Stored items:
══════
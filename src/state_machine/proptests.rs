//! Property-based tests for the state machine
//!
//! These tests verify key invariants hold across all possible inputs.

use super::transition::*;
use super::*;
use proptest::prelude::*;

// ============================================================================
// Test Helpers
// ============================================================================

fn test_context() -> SessionContext {
    SessionContext::new(SessionId::new(7, 7))
}

fn persisted(effects: &[Effect]) -> Vec<CapturedFields> {
    effects
        .iter()
        .filter_map(|e| match e {
            Effect::PersistRecord { fields } => Some(fields.clone()),
            _ => None,
        })
        .collect()
}

fn reply_count(effects: &[Effect]) -> usize {
    effects
        .iter()
        .filter(|e| matches!(e, Effect::Reply { .. }))
        .count()
}

/// Drive a session the way the runtime does: outcome events produced by
/// persistence are fed back immediately.
fn drive(events: Vec<Event>, save_succeeds: bool) -> (IntakeState, Vec<Effect>) {
    let ctx = test_context();
    let mut state = IntakeState::New;
    let mut all_effects = Vec::new();

    for event in events {
        let mut pending = vec![event];
        while let Some(current) = pending.pop() {
            let Ok(result) = transition(&state, &ctx, current) else {
                continue;
            };
            state = result.new_state;
            for effect in result.effects {
                if matches!(effect, Effect::PersistRecord { .. }) {
                    pending.push(if save_succeeds {
                        Event::RecordSaved
                    } else {
                        Event::RecordFailed {
                            message: "unwritable".to_string(),
                        }
                    });
                }
                all_effects.push(effect);
            }
        }
    }
    (state, all_effects)
}

// ============================================================================
// Arbitrary Generators
// ============================================================================

fn arb_text() -> impl Strategy<Value = String> {
    prop_oneof![
        "[a-zA-Z0-9 ]{0,20}",
        "\\PC{0,12}",
        Just(String::new()),
    ]
}

fn arb_event() -> impl Strategy<Value = Event> {
    prop_oneof![
        1 => Just(Event::Begin),
        1 => Just(Event::Cancel),
        6 => arb_text().prop_map(Event::Text),
        1 => Just(Event::RecordSaved),
        1 => "[a-z ]{1,20}".prop_map(|message| Event::RecordFailed { message }),
    ]
}

fn arb_prompting_state() -> impl Strategy<Value = IntakeState> {
    prop_oneof![
        Just(IntakeState::New),
        Just(IntakeState::AwaitingName),
        arb_text().prop_map(|name| IntakeState::AwaitingPhone { name }),
        (arb_text(), arb_text()).prop_map(|(name, phone_number)| {
            IntakeState::AwaitingLocation { name, phone_number }
        }),
    ]
}

// ============================================================================
// Properties
// ============================================================================

proptest! {
    #![proptest_config(ProptestConfig::with_cases(500))]

    // Every accepted transition answers with at most one reply
    #[test]
    fn prop_at_most_one_reply_per_event(events in proptest::collection::vec(arb_event(), 0..20)) {
        let ctx = test_context();
        let mut state = IntakeState::New;

        for event in events {
            if let Ok(result) = transition(&state, &ctx, event) {
                prop_assert!(reply_count(&result.effects) <= 1);
                state = result.new_state;
            }
        }
    }

    // A session persists at most once, and only a fully captured record
    #[test]
    fn prop_persist_at_most_once(
        events in proptest::collection::vec(arb_event(), 0..20),
        save_succeeds in any::<bool>(),
    ) {
        let mut events = events;
        events.insert(0, Event::Begin);
        let (state, effects) = drive(events, save_succeeds);

        let records = persisted(&effects);
        prop_assert!(records.len() <= 1);
        if records.len() == 1 {
            prop_assert!(state.is_terminal());
        }
    }

    // Cancel from any prompting state ends the session with nothing persisted
    #[test]
    fn prop_cancel_never_persists(state in arb_prompting_state()) {
        let result = transition(&state, &test_context(), Event::Cancel).unwrap();

        prop_assert_eq!(&result.new_state, &IntakeState::Done);
        prop_assert!(persisted(&result.effects).is_empty());
        prop_assert_eq!(result.reply(), Some(prompts::CANCELLED));
    }

    // Three answers produce exactly one record carrying them verbatim
    #[test]
    fn prop_completed_session_captures_fields(
        name in arb_text(),
        phone in arb_text(),
        location in arb_text(),
    ) {
        let (state, effects) = drive(
            vec![
                Event::Begin,
                Event::Text(name.clone()),
                Event::Text(phone.clone()),
                Event::Text(location.clone()),
            ],
            true,
        );

        prop_assert_eq!(state, IntakeState::Done);
        let expected = CapturedFields::new(name, phone, location);
        prop_assert_eq!(persisted(&effects), vec![expected.clone()]);
        let confirmation = Effect::reply(prompts::saved(&expected));
        prop_assert!(effects.contains(&confirmation));
        prop_assert_eq!(effects.last(), Some(&Effect::EndSession));
    }

    // Cancelling after any prefix of answers persists nothing
    #[test]
    fn prop_cancel_after_prefix(
        answers in proptest::collection::vec(arb_text(), 0..3),
    ) {
        let mut events = vec![Event::Begin];
        events.extend(answers.into_iter().map(Event::Text));
        events.push(Event::Cancel);

        let (state, effects) = drive(events, true);

        prop_assert_eq!(state, IntakeState::Done);
        prop_assert!(persisted(&effects).is_empty());
    }

    // Transitions are pure: same inputs, same outputs
    #[test]
    fn prop_transition_is_deterministic(state in arb_prompting_state(), event in arb_event()) {
        let ctx = test_context();
        let first = transition(&state, &ctx, event.clone());
        let second = transition(&state, &ctx, event);

        match (first, second) {
            (Ok(a), Ok(b)) => {
                prop_assert_eq!(a.new_state, b.new_state);
                prop_assert_eq!(a.effects, b.effects);
            }
            (Err(a), Err(b)) => prop_assert_eq!(a, b),
            _ => prop_assert!(false, "transition outcome differed between runs"),
        }
    }
}
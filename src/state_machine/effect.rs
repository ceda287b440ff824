//! Effects produced by state transitions

use crate::state_machine::state::CapturedFields;

/// Effects to be executed after state transition
#[derive(Debug, Clone, PartialEq, Eq)]
pub enum Effect {
    /// Send a text reply to the session's chat
    Reply { text: String },

    /// Append the completed record to the store
    PersistRecord { fields: CapturedFields },

    /// Tear down the session
    EndSession,
}

impl Effect {
    pub fn reply(text: impl Into<String>) -> Self {
        Effect::Reply { text: text.into() }
    }

    pub fn persist(fields: CapturedFields) -> Self {
        Effect::PersistRecord { fields }
    }
}
//! Outbound reply texts

use super::state::CapturedFields;

pub const WELCOME: &str = "Welcome! Please enter name:";
pub const ASK_LOCATION: &str = "Great! Set address?";
pub const SAVE_FAILED: &str = "⚠️ Failed to save your data. Please try again.";
pub const CANCELLED: &str = "Operation cancelled.";

/// Acknowledge the name and ask for the phone number
pub fn ask_phone(name: &str) -> String {
    format!("ok {name}! enter phone number?")
}

/// Confirmation echoing every captured field
pub fn saved(fields: &CapturedFields) -> String {
    format!(
        "✅ Your information has been saved!\nName: {}\nPhoneNumber: {}\nLocation: {}",
        fields.name, fields.phone_number, fields.location
    )
}
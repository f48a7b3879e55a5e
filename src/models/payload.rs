use std::collections::HashMap;

use serde::{Deserialize, Serialize};

use super::{
    Behavior, FieldDefinition, ProcessInfo, WitBehaviors, WitFieldPicklist, WitFields, WitLayout,
    WitRules, WitStates, WorkItemField, WorkItemType,
};

/// The whole artifact graph of one process
#[derive(Debug, Clone, PartialEq, Serialize, Deserialize)]
#[serde(rename_all = "camelCase")]
pub struct ProcessPayload {
    pub process: ProcessInfo,
    #[serde(default)]
    pub work_item_types: Vec<WorkItemType>,
    #[serde(default)]
    pub fields: Vec<FieldDefinition>,
    #[serde(default)]
    pub work_item_type_fields: Vec<WitFields>,
    #[serde(default)]
    pub wit_field_picklists: Vec<WitFieldPicklist>,
    #[serde(default)]
    pub layouts: Vec<WitLayout>,
    #[serde(default)]
    pub behaviors: Vec<Behavior>,
    #[serde(default)]
    pub work_item_type_behaviors: Vec<WitBehaviors>,
    #[serde(default)]
    pub states: Vec<WitStates>,
    #[serde(default)]
    pub rules: Vec<WitRules>,
    /// Computed by validation, never part of an export
    #[serde(default, skip_serializing_if = "Option::is_none")]
    pub target_account_information: Option<TargetAccountInformation>,
}

impl ProcessPayload {
    pub fn new(process: ProcessInfo) -> Self {
        Self {
            process,
            work_item_types: Vec::new(),
            fields: Vec::new(),
            work_item_type_fields: Vec::new(),
            wit_field_picklists: Vec::new(),
            layouts: Vec::new(),
            behaviors: Vec::new(),
            work_item_type_behaviors: Vec::new(),
            states: Vec::new(),
            rules: Vec::new(),
            target_account_information: None,
        }
    }

    /// Picklist entry for a field, if the field is a picklist field
    pub fn picklist_for_field(&self, field_ref_name: &str) -> Option<&WitFieldPicklist> {
        self.wit_field_picklists
            .iter()
            .find(|entry| entry.field_ref_name == field_ref_name)
    }

    pub fn work_item_type(&self, ref_name: &str) -> Option<&WorkItemType> {
        self.work_item_types
            .iter()
            .find(|wit| wit.reference_name == ref_name)
    }

    /// Points every type-scoped entry at a new work item type reference name
    pub fn rename_work_item_type(&mut self, from: &str, to: &str) {
        let rename = |ref_name: &mut String| {
            if *ref_name == from {
                *ref_name = to.to_string();
            }
        };

        self.work_item_types
            .iter_mut()
            .for_each(|wit| rename(&mut wit.reference_name));
        self.work_item_type_fields
            .iter_mut()
            .for_each(|entry| rename(&mut entry.work_item_type_ref_name));
        self.wit_field_picklists
            .iter_mut()
            .for_each(|entry| rename(&mut entry.work_item_type_ref_name));
        self.layouts
            .iter_mut()
            .for_each(|entry| rename(&mut entry.work_item_type_ref_name));
        self.states
            .iter_mut()
            .for_each(|entry| rename(&mut entry.work_item_type_ref_name));
        self.rules
            .iter_mut()
            .for_each(|entry| rename(&mut entry.work_item_type_ref_name));
        self.work_item_type_behaviors
            .iter_mut()
            .for_each(|entry| rename(&mut entry.work_item_type.ref_name));
    }
}

/// How a source picklist maps onto the destination account
#[derive(Debug, Clone, PartialEq, Eq, Serialize, Deserialize)]
#[serde(tag = "action", content = "id", rename_all = "camelCase")]
pub enum PicklistTarget {
    /// Destination list already holds the same items
    NoAction,
    /// Destination list differs and will be overwritten
    Existing(String),
    /// Created during this import
    Created(String),
}

impl PicklistTarget {
    /// Picklist id to attach to a new field; `None` for [`PicklistTarget::NoAction`]
    pub fn id(&self) -> Option<&str> {
        match self {
            PicklistTarget::NoAction => None,
            PicklistTarget::Existing(id) | PicklistTarget::Created(id) => Some(id),
        }
    }
}

#[derive(Debug, Clone, PartialEq, Serialize, Deserialize, Default)]
#[serde(rename_all = "camelCase")]
pub struct TargetAccountInformation {
    #[serde(default)]
    pub collection_fields: Vec<WorkItemField>,
    /// Keyed by source field reference name. Absent means "create a new list".
    #[serde(default)]
    pub field_ref_name_to_picklist_id: HashMap<String, PicklistTarget>,
}

impl TargetAccountInformation {
    pub fn collection_field(&self, ref_name: &str) -> Option<&WorkItemField> {
        self.collection_fields
            .iter()
            .find(|field| field.reference_name == ref_name)
    }
}
use serde::{Deserialize, Serialize};

use super::process::CustomizationType;

#[derive(Debug, Clone, PartialEq, Serialize, Deserialize)]
#[serde(rename_all = "camelCase")]
pub struct WorkItemState {
    pub id: String,
    pub name: String,
    #[serde(default)]
    pub color: String,
    #[serde(default)]
    pub state_category: String,
    #[serde(default, skip_serializing_if = "Option::is_none")]
    pub order: Option<i32>,
    #[serde(default)]
    pub hidden: bool,
    #[serde(default)]
    pub customization_type: CustomizationType,
}

impl WorkItemState {
    pub fn to_input(&self) -> StateInputModel {
        StateInputModel {
            name: self.name.clone(),
            color: self.color.clone(),
            state_category: self.state_category.clone(),
            order: None,
        }
    }

    /// Color, category or name differ
    pub fn differs_from(&self, other: &WorkItemState) -> bool {
        self.color != other.color || self.state_category != other.state_category || self.name != other.name
    }
}

/// Body of create/update state calls
#[derive(Debug, Clone, PartialEq, Serialize, Deserialize)]
#[serde(rename_all = "camelCase")]
pub struct StateInputModel {
    pub name: String,
    pub color: String,
    pub state_category: String,
    #[serde(skip_serializing_if = "Option::is_none")]
    pub order: Option<i32>,
}

#[derive(Debug, Clone, PartialEq, Serialize, Deserialize)]
#[serde(rename_all = "camelCase")]
pub struct HideStateModel {
    pub hidden: bool,
}

#[derive(Debug, Clone, PartialEq, Serialize, Deserialize)]
#[serde(rename_all = "camelCase")]
pub struct WitStates {
    pub work_item_type_ref_name: String,
    pub states: Vec<WorkItemState>,
}
//! File logger with console echo
//!
//! Every record goes to the log file, records at or above the configured
//! level are echoed to stdout as well.

use std::fs::{self, OpenOptions};
use std::io::Write;
use std::path::Path;

use anyhow::{Context, Result};
use chrono::{DateTime, SecondsFormat, Utc};
use colored::Colorize;
use log::{Level, LevelFilter};

pub fn init(log_file: &Path, console_level: LevelFilter) -> Result<()> {
    if let Some(folder) = log_file.parent().filter(|folder| !folder.as_os_str().is_empty()) {
        fs::create_dir_all(folder).with_context(|| format!("Failed to create log directory: {:?}", folder))?;
    }

    let file = OpenOptions::new()
        .create(true)
        .write(true)
        .truncate(true)
        .open(log_file)
        .with_context(|| format!("Failed to open log file: {:?}", log_file))?;

    env_logger::Builder::new()
        .filter_level(LevelFilter::Debug)
        .filter_module("reqwest", LevelFilter::Warn)
        .filter_module("hyper", LevelFilter::Warn)
        .format(move |buf, record| {
            let line = format_line(record.level(), &Utc::now(), &record.args().to_string());
            if record.level() <= console_level {
                println!("{}", colorize(record.level(), &line));
            }
            writeln!(buf, "{}", line)
        })
        .target(env_logger::Target::Pipe(Box::new(file)))
        .try_init()
        .context("Failed to initialize logger")?;

    Ok(())
}

fn level_name(level: Level) -> &'static str {
    match level {
        Level::Error => "ERROR",
        Level::Warn => "WARNING",
        Level::Info => "INFORMATION",
        Level::Debug | Level::Trace => "VERBOSE",
    }
}

fn format_line(level: Level, timestamp: &DateTime<Utc>, message: &str) -> String {
    format!(
        "[{}] [{}] {}",
        level_name(level),
        timestamp.to_rfc3339_opts(SecondsFormat::Millis, true),
        message
    )
}

fn colorize(level: Level, line: &str) -> String {
    match level {
        Level::Error => line.red().to_string(),
        Level::Warn => line.yellow().to_string(),
        _ => line.to_string(),
    }
}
══════
Go through the records above, find each line with the string "IntakeState", and copy it.

fn drive(events: Vec<Event>, save_succeeds: bool) -> (IntakeState, Vec<Effect>) {
    let mut state = IntakeState::New;
fn arb_prompting_state() -> impl Strategy<Value = IntakeState> {
        Just(IntakeState::New),
        Just(IntakeState::AwaitingName),
        arb_text().prop_map(|name| IntakeState::AwaitingPhone { name }),
            IntakeState::AwaitingLocation { name, phone_number }
        let mut state = IntakeState::New;
        prop_assert_eq!(&result.new_state, &IntakeState::Done);
        prop_assert_eq!(state, IntakeState::Done);
        prop_assert_eq!(state, IntakeState::Done);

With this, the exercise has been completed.